[Data records]

^^^^

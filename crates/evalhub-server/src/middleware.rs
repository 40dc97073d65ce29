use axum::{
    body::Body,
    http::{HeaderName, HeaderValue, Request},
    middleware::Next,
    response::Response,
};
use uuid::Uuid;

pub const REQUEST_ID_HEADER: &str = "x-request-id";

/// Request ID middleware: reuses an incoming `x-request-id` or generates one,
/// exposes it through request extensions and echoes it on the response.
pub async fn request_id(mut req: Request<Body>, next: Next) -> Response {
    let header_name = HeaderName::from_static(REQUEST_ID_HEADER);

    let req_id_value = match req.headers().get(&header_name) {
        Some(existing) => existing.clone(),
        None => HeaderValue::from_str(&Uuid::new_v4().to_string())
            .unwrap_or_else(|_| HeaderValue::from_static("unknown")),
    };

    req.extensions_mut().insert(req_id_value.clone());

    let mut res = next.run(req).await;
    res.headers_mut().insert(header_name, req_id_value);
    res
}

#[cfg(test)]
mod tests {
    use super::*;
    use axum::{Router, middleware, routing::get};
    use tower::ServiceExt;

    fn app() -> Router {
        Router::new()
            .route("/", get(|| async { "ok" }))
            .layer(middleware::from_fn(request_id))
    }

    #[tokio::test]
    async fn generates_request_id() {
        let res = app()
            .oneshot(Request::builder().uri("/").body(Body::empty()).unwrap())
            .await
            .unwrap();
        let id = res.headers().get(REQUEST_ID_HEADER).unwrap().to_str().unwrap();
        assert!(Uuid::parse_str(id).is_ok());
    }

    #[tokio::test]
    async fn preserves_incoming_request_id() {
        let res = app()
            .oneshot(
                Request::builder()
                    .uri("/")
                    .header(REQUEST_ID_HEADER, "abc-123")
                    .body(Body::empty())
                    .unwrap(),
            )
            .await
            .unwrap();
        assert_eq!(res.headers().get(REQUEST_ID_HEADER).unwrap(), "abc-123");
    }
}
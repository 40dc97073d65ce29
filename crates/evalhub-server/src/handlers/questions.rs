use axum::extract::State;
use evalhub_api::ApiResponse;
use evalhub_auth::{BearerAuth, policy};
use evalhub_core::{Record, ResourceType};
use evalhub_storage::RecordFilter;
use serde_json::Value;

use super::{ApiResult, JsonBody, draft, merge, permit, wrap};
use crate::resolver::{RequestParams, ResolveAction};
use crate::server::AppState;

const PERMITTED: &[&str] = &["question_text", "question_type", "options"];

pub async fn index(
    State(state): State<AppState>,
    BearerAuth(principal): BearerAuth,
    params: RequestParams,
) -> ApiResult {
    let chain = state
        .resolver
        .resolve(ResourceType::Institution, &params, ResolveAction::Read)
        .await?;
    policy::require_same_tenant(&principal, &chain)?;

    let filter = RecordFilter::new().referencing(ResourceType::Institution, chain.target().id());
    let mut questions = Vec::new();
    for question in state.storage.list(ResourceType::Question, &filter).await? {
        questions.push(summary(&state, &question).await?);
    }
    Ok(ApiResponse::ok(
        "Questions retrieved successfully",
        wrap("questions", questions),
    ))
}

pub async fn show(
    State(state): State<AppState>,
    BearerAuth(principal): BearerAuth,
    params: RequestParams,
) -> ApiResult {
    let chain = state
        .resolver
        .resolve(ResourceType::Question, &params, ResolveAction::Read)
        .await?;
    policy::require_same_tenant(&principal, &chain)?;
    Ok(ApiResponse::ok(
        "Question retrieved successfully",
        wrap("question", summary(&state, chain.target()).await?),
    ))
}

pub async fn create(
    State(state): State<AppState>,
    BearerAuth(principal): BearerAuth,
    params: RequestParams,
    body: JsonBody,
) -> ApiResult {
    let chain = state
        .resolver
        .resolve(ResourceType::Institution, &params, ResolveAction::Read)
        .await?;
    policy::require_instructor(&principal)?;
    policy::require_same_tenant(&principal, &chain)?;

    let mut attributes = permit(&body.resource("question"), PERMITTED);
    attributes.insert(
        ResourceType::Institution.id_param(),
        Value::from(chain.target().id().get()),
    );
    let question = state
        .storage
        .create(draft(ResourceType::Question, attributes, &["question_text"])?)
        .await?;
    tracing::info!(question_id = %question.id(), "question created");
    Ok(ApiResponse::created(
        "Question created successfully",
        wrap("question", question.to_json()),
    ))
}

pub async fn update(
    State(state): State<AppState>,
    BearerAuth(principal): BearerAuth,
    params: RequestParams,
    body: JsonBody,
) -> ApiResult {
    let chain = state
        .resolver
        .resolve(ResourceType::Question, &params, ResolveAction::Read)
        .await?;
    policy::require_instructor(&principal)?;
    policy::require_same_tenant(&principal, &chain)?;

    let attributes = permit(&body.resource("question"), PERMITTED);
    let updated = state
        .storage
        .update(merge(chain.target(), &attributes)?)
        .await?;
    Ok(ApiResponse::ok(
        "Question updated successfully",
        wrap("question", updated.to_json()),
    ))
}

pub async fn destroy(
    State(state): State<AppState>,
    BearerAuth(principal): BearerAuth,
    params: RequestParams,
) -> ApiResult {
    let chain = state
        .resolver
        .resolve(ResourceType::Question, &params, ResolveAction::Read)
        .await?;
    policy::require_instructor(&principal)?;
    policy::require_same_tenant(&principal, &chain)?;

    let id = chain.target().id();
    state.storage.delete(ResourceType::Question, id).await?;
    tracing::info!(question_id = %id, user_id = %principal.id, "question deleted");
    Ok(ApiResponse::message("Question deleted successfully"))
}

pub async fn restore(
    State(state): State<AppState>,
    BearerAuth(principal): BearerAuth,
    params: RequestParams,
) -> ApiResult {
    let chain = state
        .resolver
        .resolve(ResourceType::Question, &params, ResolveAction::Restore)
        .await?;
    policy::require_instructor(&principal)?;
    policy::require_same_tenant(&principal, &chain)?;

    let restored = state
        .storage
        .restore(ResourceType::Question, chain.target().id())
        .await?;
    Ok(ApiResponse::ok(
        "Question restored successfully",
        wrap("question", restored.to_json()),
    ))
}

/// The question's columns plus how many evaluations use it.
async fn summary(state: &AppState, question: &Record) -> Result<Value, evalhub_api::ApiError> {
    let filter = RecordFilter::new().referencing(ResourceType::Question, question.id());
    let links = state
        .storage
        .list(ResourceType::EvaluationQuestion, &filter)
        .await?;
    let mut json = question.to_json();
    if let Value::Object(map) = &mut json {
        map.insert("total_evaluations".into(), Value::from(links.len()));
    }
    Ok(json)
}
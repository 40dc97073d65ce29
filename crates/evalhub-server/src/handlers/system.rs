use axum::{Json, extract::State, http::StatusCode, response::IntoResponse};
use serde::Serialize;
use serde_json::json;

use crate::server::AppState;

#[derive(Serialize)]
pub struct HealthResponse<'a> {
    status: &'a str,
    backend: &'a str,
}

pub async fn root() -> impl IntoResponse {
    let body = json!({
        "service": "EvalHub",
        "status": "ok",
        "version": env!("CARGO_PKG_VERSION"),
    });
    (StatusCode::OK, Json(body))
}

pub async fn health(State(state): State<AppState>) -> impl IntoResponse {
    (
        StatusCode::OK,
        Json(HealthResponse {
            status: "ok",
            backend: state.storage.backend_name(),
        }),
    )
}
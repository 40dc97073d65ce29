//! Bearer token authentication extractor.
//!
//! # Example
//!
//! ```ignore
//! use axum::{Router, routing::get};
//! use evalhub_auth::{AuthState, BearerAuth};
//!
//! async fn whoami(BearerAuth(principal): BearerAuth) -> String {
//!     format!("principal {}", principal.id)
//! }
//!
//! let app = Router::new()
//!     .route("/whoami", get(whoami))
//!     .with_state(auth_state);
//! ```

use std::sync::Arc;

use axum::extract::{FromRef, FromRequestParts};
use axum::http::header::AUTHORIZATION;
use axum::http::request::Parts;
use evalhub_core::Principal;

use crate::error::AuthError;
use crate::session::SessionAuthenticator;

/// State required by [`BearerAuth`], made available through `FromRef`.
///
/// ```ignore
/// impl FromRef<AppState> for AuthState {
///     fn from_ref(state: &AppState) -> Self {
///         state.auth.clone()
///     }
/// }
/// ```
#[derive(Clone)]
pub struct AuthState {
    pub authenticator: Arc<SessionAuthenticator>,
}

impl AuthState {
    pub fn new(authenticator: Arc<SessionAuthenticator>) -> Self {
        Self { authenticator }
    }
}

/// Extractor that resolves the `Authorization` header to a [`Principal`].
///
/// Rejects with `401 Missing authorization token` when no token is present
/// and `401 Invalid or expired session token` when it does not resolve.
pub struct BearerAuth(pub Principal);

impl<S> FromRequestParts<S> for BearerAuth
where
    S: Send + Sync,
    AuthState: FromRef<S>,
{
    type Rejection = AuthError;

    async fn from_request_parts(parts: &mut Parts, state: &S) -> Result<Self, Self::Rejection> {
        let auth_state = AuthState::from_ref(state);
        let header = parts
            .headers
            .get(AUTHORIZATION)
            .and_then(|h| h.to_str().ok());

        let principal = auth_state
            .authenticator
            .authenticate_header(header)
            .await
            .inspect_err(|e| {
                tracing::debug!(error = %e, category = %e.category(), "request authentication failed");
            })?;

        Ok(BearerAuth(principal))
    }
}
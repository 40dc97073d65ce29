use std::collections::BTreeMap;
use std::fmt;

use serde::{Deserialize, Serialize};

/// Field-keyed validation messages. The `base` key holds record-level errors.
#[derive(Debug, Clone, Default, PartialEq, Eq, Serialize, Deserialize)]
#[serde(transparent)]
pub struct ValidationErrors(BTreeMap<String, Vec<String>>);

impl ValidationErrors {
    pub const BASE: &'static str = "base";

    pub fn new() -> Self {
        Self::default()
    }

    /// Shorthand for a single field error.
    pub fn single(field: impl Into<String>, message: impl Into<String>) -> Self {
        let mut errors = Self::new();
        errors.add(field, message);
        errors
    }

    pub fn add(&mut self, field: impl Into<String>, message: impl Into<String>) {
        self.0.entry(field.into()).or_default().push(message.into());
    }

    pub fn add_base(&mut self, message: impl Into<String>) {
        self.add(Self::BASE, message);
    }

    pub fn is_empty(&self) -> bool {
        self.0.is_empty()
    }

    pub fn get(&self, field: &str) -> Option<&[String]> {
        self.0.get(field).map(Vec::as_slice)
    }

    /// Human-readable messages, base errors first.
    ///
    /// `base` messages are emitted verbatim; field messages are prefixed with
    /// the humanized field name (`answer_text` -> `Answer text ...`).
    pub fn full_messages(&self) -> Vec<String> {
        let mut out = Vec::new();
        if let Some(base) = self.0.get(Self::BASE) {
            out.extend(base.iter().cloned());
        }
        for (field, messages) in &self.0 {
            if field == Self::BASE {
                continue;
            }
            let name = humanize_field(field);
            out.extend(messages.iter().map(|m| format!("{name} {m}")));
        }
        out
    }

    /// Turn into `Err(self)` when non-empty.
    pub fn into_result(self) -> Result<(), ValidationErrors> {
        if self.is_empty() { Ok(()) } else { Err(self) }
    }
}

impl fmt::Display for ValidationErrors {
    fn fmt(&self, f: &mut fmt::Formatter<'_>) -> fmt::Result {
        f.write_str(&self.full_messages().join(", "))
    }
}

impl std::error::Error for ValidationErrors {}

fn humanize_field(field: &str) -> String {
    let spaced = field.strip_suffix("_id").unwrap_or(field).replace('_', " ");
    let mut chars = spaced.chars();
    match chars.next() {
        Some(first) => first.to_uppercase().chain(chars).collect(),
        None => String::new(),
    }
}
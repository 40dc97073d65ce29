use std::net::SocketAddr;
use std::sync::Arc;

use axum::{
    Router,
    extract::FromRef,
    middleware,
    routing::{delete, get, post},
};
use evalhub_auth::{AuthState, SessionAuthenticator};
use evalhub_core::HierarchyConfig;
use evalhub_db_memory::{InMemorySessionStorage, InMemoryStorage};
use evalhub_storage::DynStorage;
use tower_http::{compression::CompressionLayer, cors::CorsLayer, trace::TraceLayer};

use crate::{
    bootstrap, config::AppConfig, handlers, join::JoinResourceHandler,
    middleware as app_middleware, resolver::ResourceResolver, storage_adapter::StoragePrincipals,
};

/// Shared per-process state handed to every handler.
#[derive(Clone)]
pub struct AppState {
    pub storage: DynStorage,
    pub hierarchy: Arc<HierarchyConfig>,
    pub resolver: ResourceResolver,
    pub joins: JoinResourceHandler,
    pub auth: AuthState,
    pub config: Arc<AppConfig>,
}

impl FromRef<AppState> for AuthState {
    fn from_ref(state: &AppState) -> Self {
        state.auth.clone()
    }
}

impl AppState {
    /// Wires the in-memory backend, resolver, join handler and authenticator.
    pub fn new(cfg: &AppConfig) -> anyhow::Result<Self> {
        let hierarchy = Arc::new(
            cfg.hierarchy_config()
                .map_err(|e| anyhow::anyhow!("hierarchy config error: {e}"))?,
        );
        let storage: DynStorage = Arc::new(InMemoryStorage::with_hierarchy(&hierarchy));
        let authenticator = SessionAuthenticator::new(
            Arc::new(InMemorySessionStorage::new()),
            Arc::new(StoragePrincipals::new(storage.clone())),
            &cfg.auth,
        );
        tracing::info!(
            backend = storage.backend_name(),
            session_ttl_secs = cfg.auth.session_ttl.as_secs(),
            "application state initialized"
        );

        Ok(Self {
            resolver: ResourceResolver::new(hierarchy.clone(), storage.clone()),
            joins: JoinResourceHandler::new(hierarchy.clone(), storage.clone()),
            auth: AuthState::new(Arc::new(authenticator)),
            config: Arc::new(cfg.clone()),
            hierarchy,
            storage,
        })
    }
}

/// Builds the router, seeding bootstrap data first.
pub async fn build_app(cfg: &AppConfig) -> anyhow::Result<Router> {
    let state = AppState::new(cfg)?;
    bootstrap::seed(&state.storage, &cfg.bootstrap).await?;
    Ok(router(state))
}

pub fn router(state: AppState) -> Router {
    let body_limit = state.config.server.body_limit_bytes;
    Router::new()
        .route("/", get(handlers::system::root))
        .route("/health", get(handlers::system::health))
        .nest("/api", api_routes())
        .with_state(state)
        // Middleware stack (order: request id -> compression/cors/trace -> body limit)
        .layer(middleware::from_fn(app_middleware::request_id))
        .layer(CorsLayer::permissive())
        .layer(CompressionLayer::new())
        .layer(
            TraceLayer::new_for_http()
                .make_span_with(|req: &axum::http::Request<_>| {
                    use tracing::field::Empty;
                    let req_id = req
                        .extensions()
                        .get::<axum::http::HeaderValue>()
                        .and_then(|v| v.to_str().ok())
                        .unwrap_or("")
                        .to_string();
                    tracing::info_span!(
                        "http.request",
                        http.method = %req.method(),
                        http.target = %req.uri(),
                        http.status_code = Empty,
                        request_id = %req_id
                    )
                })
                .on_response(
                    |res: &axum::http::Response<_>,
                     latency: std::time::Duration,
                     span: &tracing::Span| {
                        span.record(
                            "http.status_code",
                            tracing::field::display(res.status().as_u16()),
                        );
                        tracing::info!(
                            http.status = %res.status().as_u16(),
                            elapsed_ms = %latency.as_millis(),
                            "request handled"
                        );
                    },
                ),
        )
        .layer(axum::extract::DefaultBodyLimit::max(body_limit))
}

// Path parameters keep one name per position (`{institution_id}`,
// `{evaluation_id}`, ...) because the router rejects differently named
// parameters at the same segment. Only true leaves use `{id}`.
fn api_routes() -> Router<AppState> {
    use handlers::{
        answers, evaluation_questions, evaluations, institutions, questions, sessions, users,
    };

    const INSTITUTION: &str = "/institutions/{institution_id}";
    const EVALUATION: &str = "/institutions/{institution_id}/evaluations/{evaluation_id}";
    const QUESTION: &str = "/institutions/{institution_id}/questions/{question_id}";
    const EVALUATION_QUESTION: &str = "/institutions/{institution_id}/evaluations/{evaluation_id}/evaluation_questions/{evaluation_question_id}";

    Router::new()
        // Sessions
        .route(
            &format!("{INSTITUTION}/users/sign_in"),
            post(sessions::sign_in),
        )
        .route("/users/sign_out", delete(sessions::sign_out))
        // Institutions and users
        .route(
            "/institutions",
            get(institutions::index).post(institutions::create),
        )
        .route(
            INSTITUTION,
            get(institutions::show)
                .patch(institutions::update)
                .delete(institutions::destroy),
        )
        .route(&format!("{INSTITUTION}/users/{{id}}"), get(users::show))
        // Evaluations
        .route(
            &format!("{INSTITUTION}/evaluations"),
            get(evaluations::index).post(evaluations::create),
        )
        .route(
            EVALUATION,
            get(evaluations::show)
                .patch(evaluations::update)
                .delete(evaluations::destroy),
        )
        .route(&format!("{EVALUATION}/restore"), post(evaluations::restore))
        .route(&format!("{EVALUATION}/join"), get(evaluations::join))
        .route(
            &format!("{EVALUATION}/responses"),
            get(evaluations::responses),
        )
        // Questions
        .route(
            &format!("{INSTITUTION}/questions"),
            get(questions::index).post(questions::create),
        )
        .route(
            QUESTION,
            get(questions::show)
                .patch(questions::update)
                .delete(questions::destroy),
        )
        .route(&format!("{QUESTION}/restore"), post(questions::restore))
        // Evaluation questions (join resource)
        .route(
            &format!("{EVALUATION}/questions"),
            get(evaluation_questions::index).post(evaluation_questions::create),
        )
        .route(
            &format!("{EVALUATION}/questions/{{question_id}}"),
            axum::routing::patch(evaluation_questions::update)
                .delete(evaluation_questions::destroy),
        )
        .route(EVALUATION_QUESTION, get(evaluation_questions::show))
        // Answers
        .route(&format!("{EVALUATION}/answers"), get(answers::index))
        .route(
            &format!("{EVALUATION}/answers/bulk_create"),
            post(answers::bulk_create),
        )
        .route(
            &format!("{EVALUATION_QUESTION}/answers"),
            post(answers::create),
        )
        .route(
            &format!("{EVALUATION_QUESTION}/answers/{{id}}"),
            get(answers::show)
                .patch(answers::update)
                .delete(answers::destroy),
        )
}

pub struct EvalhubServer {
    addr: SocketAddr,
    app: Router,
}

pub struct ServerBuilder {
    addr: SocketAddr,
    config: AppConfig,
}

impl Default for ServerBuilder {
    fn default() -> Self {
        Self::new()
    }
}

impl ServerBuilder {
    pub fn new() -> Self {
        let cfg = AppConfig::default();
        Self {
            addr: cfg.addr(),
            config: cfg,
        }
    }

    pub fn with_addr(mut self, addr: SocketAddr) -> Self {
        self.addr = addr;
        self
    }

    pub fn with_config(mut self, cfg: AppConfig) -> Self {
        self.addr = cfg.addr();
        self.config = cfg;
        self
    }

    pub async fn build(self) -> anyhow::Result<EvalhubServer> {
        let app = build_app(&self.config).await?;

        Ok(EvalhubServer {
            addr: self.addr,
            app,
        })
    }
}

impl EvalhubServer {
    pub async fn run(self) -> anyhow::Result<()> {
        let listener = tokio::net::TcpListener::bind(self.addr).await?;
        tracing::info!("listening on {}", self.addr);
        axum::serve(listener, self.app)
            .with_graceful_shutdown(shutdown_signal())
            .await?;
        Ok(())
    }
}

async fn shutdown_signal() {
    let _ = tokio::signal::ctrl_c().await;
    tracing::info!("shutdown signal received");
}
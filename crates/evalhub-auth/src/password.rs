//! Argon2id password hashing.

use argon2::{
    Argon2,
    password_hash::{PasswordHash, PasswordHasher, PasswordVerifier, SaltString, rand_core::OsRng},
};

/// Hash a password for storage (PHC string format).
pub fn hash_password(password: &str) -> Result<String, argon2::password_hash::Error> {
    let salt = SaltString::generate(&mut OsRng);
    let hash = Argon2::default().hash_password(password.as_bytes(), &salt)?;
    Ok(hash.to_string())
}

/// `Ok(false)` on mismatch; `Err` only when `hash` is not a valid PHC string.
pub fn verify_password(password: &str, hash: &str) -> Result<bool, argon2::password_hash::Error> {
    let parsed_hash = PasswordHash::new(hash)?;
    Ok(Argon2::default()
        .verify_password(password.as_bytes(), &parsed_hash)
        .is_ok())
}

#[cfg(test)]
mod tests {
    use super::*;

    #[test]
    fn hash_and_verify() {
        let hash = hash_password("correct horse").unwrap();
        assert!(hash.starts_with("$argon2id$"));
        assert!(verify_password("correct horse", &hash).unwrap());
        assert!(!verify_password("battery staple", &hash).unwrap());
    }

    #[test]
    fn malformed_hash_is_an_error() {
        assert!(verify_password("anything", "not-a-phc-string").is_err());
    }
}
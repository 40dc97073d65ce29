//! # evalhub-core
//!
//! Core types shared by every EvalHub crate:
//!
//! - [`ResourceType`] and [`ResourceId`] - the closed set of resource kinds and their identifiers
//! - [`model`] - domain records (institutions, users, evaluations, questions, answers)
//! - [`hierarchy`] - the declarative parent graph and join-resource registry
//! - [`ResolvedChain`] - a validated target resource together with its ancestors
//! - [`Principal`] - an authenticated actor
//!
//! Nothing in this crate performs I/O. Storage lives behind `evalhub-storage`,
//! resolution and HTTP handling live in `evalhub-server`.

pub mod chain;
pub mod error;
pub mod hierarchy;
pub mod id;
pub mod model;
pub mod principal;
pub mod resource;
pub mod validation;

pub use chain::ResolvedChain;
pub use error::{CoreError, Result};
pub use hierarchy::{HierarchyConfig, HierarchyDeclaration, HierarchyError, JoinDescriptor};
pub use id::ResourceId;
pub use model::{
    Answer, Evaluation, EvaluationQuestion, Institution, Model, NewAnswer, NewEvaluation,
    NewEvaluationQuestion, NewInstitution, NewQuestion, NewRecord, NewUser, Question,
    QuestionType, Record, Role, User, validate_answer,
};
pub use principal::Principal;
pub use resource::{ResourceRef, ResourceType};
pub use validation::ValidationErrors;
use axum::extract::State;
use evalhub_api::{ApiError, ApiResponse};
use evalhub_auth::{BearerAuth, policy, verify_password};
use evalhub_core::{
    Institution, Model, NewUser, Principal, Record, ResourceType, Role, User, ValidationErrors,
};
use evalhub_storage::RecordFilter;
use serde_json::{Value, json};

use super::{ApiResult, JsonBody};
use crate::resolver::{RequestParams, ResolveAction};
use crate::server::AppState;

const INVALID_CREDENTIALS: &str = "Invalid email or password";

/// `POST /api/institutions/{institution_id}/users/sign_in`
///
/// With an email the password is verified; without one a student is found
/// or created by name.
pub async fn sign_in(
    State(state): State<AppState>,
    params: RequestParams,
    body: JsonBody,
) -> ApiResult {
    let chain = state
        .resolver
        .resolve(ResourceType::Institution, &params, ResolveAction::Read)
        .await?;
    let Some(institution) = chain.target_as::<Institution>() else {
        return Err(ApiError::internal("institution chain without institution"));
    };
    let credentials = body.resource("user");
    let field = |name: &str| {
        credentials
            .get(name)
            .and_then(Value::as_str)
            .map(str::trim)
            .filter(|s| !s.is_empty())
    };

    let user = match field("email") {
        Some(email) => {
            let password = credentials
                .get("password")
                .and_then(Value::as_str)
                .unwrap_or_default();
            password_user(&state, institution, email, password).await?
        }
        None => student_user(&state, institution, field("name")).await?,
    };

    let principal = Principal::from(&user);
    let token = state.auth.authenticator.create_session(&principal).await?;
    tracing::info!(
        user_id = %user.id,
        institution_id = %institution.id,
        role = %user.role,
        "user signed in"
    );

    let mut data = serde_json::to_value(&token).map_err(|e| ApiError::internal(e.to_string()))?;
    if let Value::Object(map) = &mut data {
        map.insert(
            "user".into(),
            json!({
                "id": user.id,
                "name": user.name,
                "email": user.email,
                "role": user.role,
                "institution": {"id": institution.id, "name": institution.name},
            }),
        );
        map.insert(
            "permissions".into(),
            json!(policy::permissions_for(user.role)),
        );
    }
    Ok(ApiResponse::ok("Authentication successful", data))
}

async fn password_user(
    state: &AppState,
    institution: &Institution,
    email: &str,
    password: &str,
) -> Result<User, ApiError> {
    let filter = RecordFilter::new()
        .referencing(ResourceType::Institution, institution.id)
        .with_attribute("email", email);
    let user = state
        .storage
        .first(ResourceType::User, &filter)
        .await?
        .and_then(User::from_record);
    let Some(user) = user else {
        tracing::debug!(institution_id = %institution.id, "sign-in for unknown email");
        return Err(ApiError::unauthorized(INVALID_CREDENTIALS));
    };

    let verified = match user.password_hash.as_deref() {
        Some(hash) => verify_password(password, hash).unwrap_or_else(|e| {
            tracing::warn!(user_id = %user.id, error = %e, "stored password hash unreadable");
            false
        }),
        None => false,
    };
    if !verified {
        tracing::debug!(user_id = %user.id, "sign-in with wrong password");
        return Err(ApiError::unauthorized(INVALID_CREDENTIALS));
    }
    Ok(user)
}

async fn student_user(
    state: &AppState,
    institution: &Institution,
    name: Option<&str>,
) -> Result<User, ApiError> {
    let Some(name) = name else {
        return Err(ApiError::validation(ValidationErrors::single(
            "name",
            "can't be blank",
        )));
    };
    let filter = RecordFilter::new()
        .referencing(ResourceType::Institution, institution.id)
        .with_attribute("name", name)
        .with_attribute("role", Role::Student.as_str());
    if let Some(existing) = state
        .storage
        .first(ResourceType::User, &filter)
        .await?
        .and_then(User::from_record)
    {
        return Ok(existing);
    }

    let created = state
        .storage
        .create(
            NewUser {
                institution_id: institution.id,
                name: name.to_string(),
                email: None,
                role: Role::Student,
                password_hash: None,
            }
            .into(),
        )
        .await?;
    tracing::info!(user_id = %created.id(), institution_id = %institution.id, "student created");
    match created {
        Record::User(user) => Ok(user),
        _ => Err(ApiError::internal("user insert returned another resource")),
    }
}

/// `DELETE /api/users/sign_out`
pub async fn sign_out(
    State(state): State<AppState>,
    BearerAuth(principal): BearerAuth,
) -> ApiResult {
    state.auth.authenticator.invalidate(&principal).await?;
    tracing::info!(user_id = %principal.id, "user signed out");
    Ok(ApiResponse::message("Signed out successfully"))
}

^^^^

= The task =
Only the lines above from the one with "use std::fmt;" through the one with "pub fn add(&mut" should be duplicated, character for character.

= Solution for this problem =
use std::fmt;

use serde::{Deserialize, Serialize};

/// Field-keyed validation messages. The `base` key holds record-level errors.
#[derive(Debug, Clone, Default, PartialEq, Eq, Serialize, Deserialize)]
#[serde(transparent)]
pub struct ValidationErrors(BTreeMap<String, Vec<String>>);

impl ValidationErrors {
    pub const BASE: &'static str = "base";

    pub fn new() -> Self {
        Self::default()
    }

    /// Shorthand for a single field error.
    pub fn single(field: impl Into<String>, message: impl Into<String>) -> Self {
        let mut errors = Self::new();
        errors.add(field, message);
        errors
    }

    pub fn add(&mut self, field: impl Into<String>, message: impl Into<String>) {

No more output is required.